▶ **Your objective**
Within these entries, which lines include the string "subject"? Copy each one.

▶ **Supplied entries**
┄┄┄┄┄┄┄┄┄┄┄┄┄┄┄┄┄┄┄┄

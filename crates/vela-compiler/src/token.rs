//! Token definitions for the Vela programming language.
//!
//! This module defines all tokens that can appear in Vela source code,
//! including keywords, operators, literals, and special tokens. Extended
//! keywords come in two spellings: the bare word (subject to
//! compatibility resolution) and a permanent `vela_`-prefixed alias.

use std::fmt;

/// A token in the Vela programming language.
#[derive(Debug, Clone, PartialEq)]
pub enum Token {
    // Core Lua keywords (always reserved)
    And,
    Break,
    Do,
    Else,
    Elseif,
    End,
    False,
    For,
    Function,
    Goto,
    If,
    In,
    Local,
    Nil,
    Not,
    Or,
    Repeat,
    Return,
    Then,
    True,
    Until,
    While,

    // Togglable extension keywords (bare spelling)
    Switch,
    Continue,
    Enum,
    Class,
    Parent,
    Export,
    Global,

    // Permanent `vela_`-prefixed aliases of the above
    VelaSwitch,
    VelaContinue,
    VelaEnum,
    VelaClass,
    VelaParent,
    VelaExport,
    VelaGlobal,

    // Opt-in keywords (disabled until a directive enables them)
    Let,
    Const,

    // Compatibility directive, statement form
    Use,
    /// `-- @vela_use ...` surfaced from a line comment. Payload is the
    /// directive text after `@vela_use`.
    UseAnnotation(String),

    // Literals
    IntLiteral(i64),
    FloatLiteral(f64),
    StringLiteral(String),

    // Identifiers
    Identifier(String),

    // Operators
    Plus,
    Minus,
    Star,
    Slash,
    SlashSlash,
    Percent,
    Caret,
    StarStar, // alias for `^`
    Hash,
    Amp,
    Tilde,
    Pipe,
    LessLess,
    GreaterGreater,

    EqualEqual,
    TildeEqual,
    BangEqual, // alias for `~=`
    Bang,      // alias for `not`
    Less,
    LessEqual,
    Greater,
    GreaterEqual,

    Equal,
    /// Compound assignment, e.g. `+=`. The payload names the operation.
    Compound(AugOp),

    DotDot,
    DotDotDot,

    // Delimiters
    LeftParen,
    RightParen,
    LeftBrace,
    RightBrace,
    LeftBracket,
    RightBracket,
    ColonColon,
    Semicolon,
    Colon,
    Comma,
    Dot,
    /// Nilable marker in type hints.
    Question,

    // Special
    Eof,
}

/// Operation carried by a compound assignment token.
#[derive(Debug, Clone, Copy, PartialEq, Eq)]
pub enum AugOp {
    Add,
    Sub,
    Mul,
    Div,
    IDiv,
    Mod,
    Pow,
    Concat,
    Shl,
    Shr,
    BAnd,
    BOr,
}

impl Token {
    /// Folds the permanent `vela_`-prefixed aliases onto their bare
    /// counterparts so the parser can dispatch on a single spelling.
    pub fn normalized(&self) -> &Token {
        match self {
            Token::VelaSwitch => &Token::Switch,
            Token::VelaContinue => &Token::Continue,
            Token::VelaEnum => &Token::Enum,
            Token::VelaClass => &Token::Class,
            Token::VelaParent => &Token::Parent,
            Token::VelaExport => &Token::Export,
            Token::VelaGlobal => &Token::Global,
            other => other,
        }
    }

    /// Identifier or string payload, if this token carries one.
    pub fn text(&self) -> Option<&str> {
        match self {
            Token::Identifier(s) | Token::StringLiteral(s) => Some(s),
            _ => None,
        }
    }
}

/// Which compatibility tier a reserved word belongs to.
#[derive(Debug, Clone, Copy, PartialEq, Eq)]
pub enum KeywordTier {
    /// Reserved in every chunk; never subject to resolution.
    Permanent,
    /// Enabled by default but may be disabled by directive, host
    /// configuration, or the identifier-usage heuristic.
    Togglable,
    /// Disabled by default; a directive or host configuration must
    /// enable it.
    OptIn,
    /// Only reserved inside its governing construct; lexed as an
    /// identifier and recognized contextually by the parser.
    Narrow,
}

/// Identity of a word whose keyword status can change per chunk.
/// Used to index compatibility state in the keyword resolver.
#[derive(Debug, Clone, Copy, PartialEq, Eq, Hash)]
pub enum ToggledWord {
    Switch,
    Continue,
    Enum,
    Class,
    Parent,
    Export,
    Global,
    Let,
    Const,
}

impl ToggledWord {
    pub const ALL: [ToggledWord; 9] = [
        ToggledWord::Switch,
        ToggledWord::Continue,
        ToggledWord::Enum,
        ToggledWord::Class,
        ToggledWord::Parent,
        ToggledWord::Export,
        ToggledWord::Global,
        ToggledWord::Let,
        ToggledWord::Const,
    ];

    pub fn name(self) -> &'static str {
        match self {
            ToggledWord::Switch => "switch",
            ToggledWord::Continue => "continue",
            ToggledWord::Enum => "enum",
            ToggledWord::Class => "class",
            ToggledWord::Parent => "parent",
            ToggledWord::Export => "export",
            ToggledWord::Global => "global",
            ToggledWord::Let => "let",
            ToggledWord::Const => "const",
        }
    }

    pub fn from_name(name: &str) -> Option<ToggledWord> {
        ToggledWord::ALL.iter().copied().find(|w| w.name() == name)
    }

    /// The keyword token this word lexes to when enabled.
    pub fn token(self) -> Token {
        match self {
            ToggledWord::Switch => Token::Switch,
            ToggledWord::Continue => Token::Continue,
            ToggledWord::Enum => Token::Enum,
            ToggledWord::Class => Token::Class,
            ToggledWord::Parent => Token::Parent,
            ToggledWord::Export => Token::Export,
            ToggledWord::Global => Token::Global,
            ToggledWord::Let => Token::Let,
            ToggledWord::Const => Token::Const,
        }
    }

    pub fn tier(self) -> KeywordTier {
        match self {
            ToggledWord::Let | ToggledWord::Const => KeywordTier::OptIn,
            _ => KeywordTier::Togglable,
        }
    }

    /// The toggled word a keyword token corresponds to, for both the
    /// bare and the `vela_`-prefixed spelling. Prefixed aliases still
    /// map here so directive bookkeeping can tell usage was informed.
    pub fn of_token(token: &Token) -> Option<ToggledWord> {
        match token {
            Token::Switch | Token::VelaSwitch => Some(ToggledWord::Switch),
            Token::Continue | Token::VelaContinue => Some(ToggledWord::Continue),
            Token::Enum | Token::VelaEnum => Some(ToggledWord::Enum),
            Token::Class | Token::VelaClass => Some(ToggledWord::Class),
            Token::Parent | Token::VelaParent => Some(ToggledWord::Parent),
            Token::Export | Token::VelaExport => Some(ToggledWord::Export),
            Token::Global | Token::VelaGlobal => Some(ToggledWord::Global),
            Token::Let => Some(ToggledWord::Let),
            Token::Const => Some(ToggledWord::Const),
            _ => None,
        }
    }
}

/// A source location span with position information.
#[derive(Debug, Clone, Copy, PartialEq, Eq)]
pub struct Span {
    pub start: usize,
    pub end: usize,
    pub line: u32,
    pub column: u32,
}

impl Span {
    pub fn new(start: usize, end: usize, line: u32, column: u32) -> Self {
        Self {
            start,
            end,
            line,
            column,
        }
    }

    pub fn len(&self) -> usize {
        self.end - self.start
    }

    pub fn is_empty(&self) -> bool {
        self.start == self.end
    }

    pub fn slice<'a>(&self, source: &'a str) -> &'a str {
        &source[self.start..self.end]
    }
}

impl Default for Span {
    fn default() -> Self {
        Span::new(0, 0, 1, 1)
    }
}

impl fmt::Display for Token {
    fn fmt(&self, f: &mut fmt::Formatter<'_>) -> fmt::Result {
        match self {
            Token::And => write!(f, "and"),
            Token::Break => write!(f, "break"),
            Token::Do => write!(f, "do"),
            Token::Else => write!(f, "else"),
            Token::Elseif => write!(f, "elseif"),
            Token::End => write!(f, "end"),
            Token::False => write!(f, "false"),
            Token::For => write!(f, "for"),
            Token::Function => write!(f, "function"),
            Token::Goto => write!(f, "goto"),
            Token::If => write!(f, "if"),
            Token::In => write!(f, "in"),
            Token::Local => write!(f, "local"),
            Token::Nil => write!(f, "nil"),
            Token::Not => write!(f, "not"),
            Token::Or => write!(f, "or"),
            Token::Repeat => write!(f, "repeat"),
            Token::Return => write!(f, "return"),
            Token::Then => write!(f, "then"),
            Token::True => write!(f, "true"),
            Token::Until => write!(f, "until"),
            Token::While => write!(f, "while"),
            Token::Switch => write!(f, "switch"),
            Token::Continue => write!(f, "continue"),
            Token::Enum => write!(f, "enum"),
            Token::Class => write!(f, "class"),
            Token::Parent => write!(f, "parent"),
            Token::Export => write!(f, "export"),
            Token::Global => write!(f, "global"),
            Token::VelaSwitch => write!(f, "vela_switch"),
            Token::VelaContinue => write!(f, "vela_continue"),
            Token::VelaEnum => write!(f, "vela_enum"),
            Token::VelaClass => write!(f, "vela_class"),
            Token::VelaParent => write!(f, "vela_parent"),
            Token::VelaExport => write!(f, "vela_export"),
            Token::VelaGlobal => write!(f, "vela_global"),
            Token::Let => write!(f, "let"),
            Token::Const => write!(f, "const"),
            Token::Use => write!(f, "vela_use"),
            Token::UseAnnotation(_) => write!(f, "@vela_use"),
            Token::IntLiteral(n) => write!(f, "{}", n),
            Token::FloatLiteral(n) => write!(f, "{}", n),
            Token::StringLiteral(_) => write!(f, "<string>"),
            Token::Identifier(name) => write!(f, "{}", name),
            Token::Plus => write!(f, "+"),
            Token::Minus => write!(f, "-"),
            Token::Star => write!(f, "*"),
            Token::Slash => write!(f, "/"),
            Token::SlashSlash => write!(f, "//"),
            Token::Percent => write!(f, "%"),
            Token::Caret => write!(f, "^"),
            Token::StarStar => write!(f, "**"),
            Token::Hash => write!(f, "#"),
            Token::Amp => write!(f, "&"),
            Token::Tilde => write!(f, "~"),
            Token::Pipe => write!(f, "|"),
            Token::LessLess => write!(f, "<<"),
            Token::GreaterGreater => write!(f, ">>"),
            Token::EqualEqual => write!(f, "=="),
            Token::TildeEqual => write!(f, "~="),
            Token::BangEqual => write!(f, "!="),
            Token::Bang => write!(f, "!"),
            Token::Less => write!(f, "<"),
            Token::LessEqual => write!(f, "<="),
            Token::Greater => write!(f, ">"),
            Token::GreaterEqual => write!(f, ">="),
            Token::Equal => write!(f, "="),
            Token::Compound(op) => write!(f, "{}=", op),
            Token::DotDot => write!(f, ".."),
            Token::DotDotDot => write!(f, "..."),
            Token::LeftParen => write!(f, "("),
            Token::RightParen => write!(f, ")"),
            Token::LeftBrace => write!(f, "{{"),
            Token::RightBrace => write!(f, "}}"),
            Token::LeftBracket => write!(f, "["),
            Token::RightBracket => write!(f, "]"),
            Token::ColonColon => write!(f, "::"),
            Token::Semicolon => write!(f, ";"),
            Token::Colon => write!(f, ":"),
            Token::Comma => write!(f, ","),
            Token::Dot => write!(f, "."),
            Token::Question => write!(f, "?"),
            Token::Eof => write!(f, "<eof>"),
        }
    }
}

impl fmt::Display for AugOp {
    fn fmt(&self, f: &mut fmt::Formatter<'_>) -> fmt::Result {
        match self {
            AugOp::Add => write!(f, "+"),
            AugOp::Sub => write!(f, "-"),
            AugOp::Mul => write!(f, "*"),
            AugOp::Div => write!(f, "/"),
            AugOp::IDiv => write!(f, "//"),
            AugOp::Mod => write!(f, "%"),
            AugOp::Pow => write!(f, "^"),
            AugOp::Concat => write!(f, ".."),
            AugOp::Shl => write!(f, "<<"),
            AugOp::Shr => write!(f, ">>"),
            AugOp::BAnd => write!(f, "&"),
            AugOp::BOr => write!(f, "|"),
        }
    }
}

#[cfg(test)]
mod tests {
    use super::*;

    #[test]
    fn prefixed_aliases_normalize_to_bare_keywords() {
        assert_eq!(Token::VelaSwitch.normalized(), &Token::Switch);
        assert_eq!(Token::VelaParent.normalized(), &Token::Parent);
        assert_eq!(Token::Switch.normalized(), &Token::Switch);
        assert_eq!(Token::While.normalized(), &Token::While);
    }

    #[test]
    fn toggled_word_round_trips_through_name() {
        for word in ToggledWord::ALL {
            assert_eq!(ToggledWord::from_name(word.name()), Some(word));
        }
        assert_eq!(ToggledWord::from_name("while"), None);
    }

    #[test]
    fn span_slices_source() {
        let src = "local x = 1";
        let span = Span::new(6, 7, 1, 7);
        assert_eq!(span.slice(src), "x");
        assert_eq!(span.len(), 1);
    }
}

┄┄┄┄┄┄┄┄┄┄┄┄┄┄┄┄┄┄┄┄

▶ **Result for this exercise**
//! keywords come in two spellings: the bare word (subject to
    /// Reserved in every chunk; never subject to resolution.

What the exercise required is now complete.